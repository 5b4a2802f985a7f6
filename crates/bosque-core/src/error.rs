//! Error types for bosque-core.

use thiserror::Error;

/// Result type for bosque-core operations.
pub type Result<T> = std::result::Result<T, Error>;

/// Message used when the compiler fails without writing to stderr.
pub const GENERIC_COMPILATION_MESSAGE: &str = "Unknown compilation error.";

/// Message used when the runtime fails without writing to stderr.
pub const GENERIC_EXECUTION_MESSAGE: &str = "Unknown execution error.";

/// Errors that can occur in bosque-core.
#[derive(Debug, Error)]
pub enum Error {
    /// The compiler rejected the source, or produced no usable output.
    #[error("Compilation failed: {0}")]
    Compilation(String),

    /// The generated module failed at runtime.
    #[error("Execution failed: {0}")]
    Execution(String),

    /// A required executable is missing, or the scratch directory
    /// could not be created or written.
    #[error("environment error: {0}")]
    Environment(String),

    /// IO error.
    #[error("IO error: {0}")]
    Io(#[from] std::io::Error),
}

impl Error {
    /// Protocol-facing name of the error class.
    ///
    /// IO failures inside the pipeline count as environment problems:
    /// the scratch directory became unwritable.
    pub fn kind(&self) -> &'static str {
        match self {
            Self::Compilation(_) => "CompilationError",
            Self::Execution(_) => "ExecutionError",
            Self::Environment(_) | Self::Io(_) => "EnvironmentError",
        }
    }

    /// Whether the session can keep serving requests after this error.
    pub fn is_recoverable(&self) -> bool {
        matches!(self, Self::Compilation(_) | Self::Execution(_))
    }

    /// Render the error together with a recovery hint for terminal output.
    pub fn with_hint(&self) -> String {
        let hint = match self {
            Self::Compilation(_) => "check the cell source; the message above is the compiler's stderr",
            Self::Execution(_) => "the generated JavaScript failed; the message above is the runtime's stderr",
            Self::Environment(_) => {
                "make sure `bosque` and `node` are on PATH, or pass --compiler / --runtime"
            }
            Self::Io(_) => "check that the temporary directory is writable",
        };
        format!("{self}\n  hint: {hint}")
    }
}

/// An unrecognized character met by the highlighter.
///
/// The lexer recovers from these locally and only logs them.
#[derive(Debug, Clone, Copy, PartialEq, Eq, Error)]
#[error("unrecognized character {ch:?} at offset {offset}")]
pub struct ScanError {
    /// Byte offset of the character in the scanned source.
    pub offset: usize,

    /// The character that matched no rule.
    pub ch: char,
}

#[cfg(test)]
mod tests {
    use super::*;

    #[test]
    fn test_kind_names() {
        assert_eq!(Error::Compilation("x".into()).kind(), "CompilationError");
        assert_eq!(Error::Execution("x".into()).kind(), "ExecutionError");
        assert_eq!(Error::Environment("x".into()).kind(), "EnvironmentError");
    }

    #[test]
    fn test_recoverable() {
        assert!(Error::Compilation("x".into()).is_recoverable());
        assert!(Error::Execution("x".into()).is_recoverable());
        assert!(!Error::Environment("x".into()).is_recoverable());
    }

    #[test]
    fn test_display_carries_diagnostic() {
        let err = Error::Compilation("parse error at line 3".into());
        assert_eq!(err.to_string(), "Compilation failed: parse error at line 3");
        assert!(err.with_hint().contains("hint:"));
    }
}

» **Problem requirements**
Find where the line with "the error class." sits in the material above, then copy exactly from it through the line with "after this error.". Add no other line.

» **Result for this task**
    /// Protocol-facing name of the error class.
    ///
    /// IO failures inside the pipeline count as environment problems:
    /// the scratch directory became unwritable.
    pub fn kind(&self) -> &'static str {
        match self {
            Self::Compilation(_) => "CompilationError",
            Self::Execution(_) => "ExecutionError",
            Self::Environment(_) | Self::Io(_) => "EnvironmentError",
        }
    }

    /// Whether the session can keep serving requests after this error.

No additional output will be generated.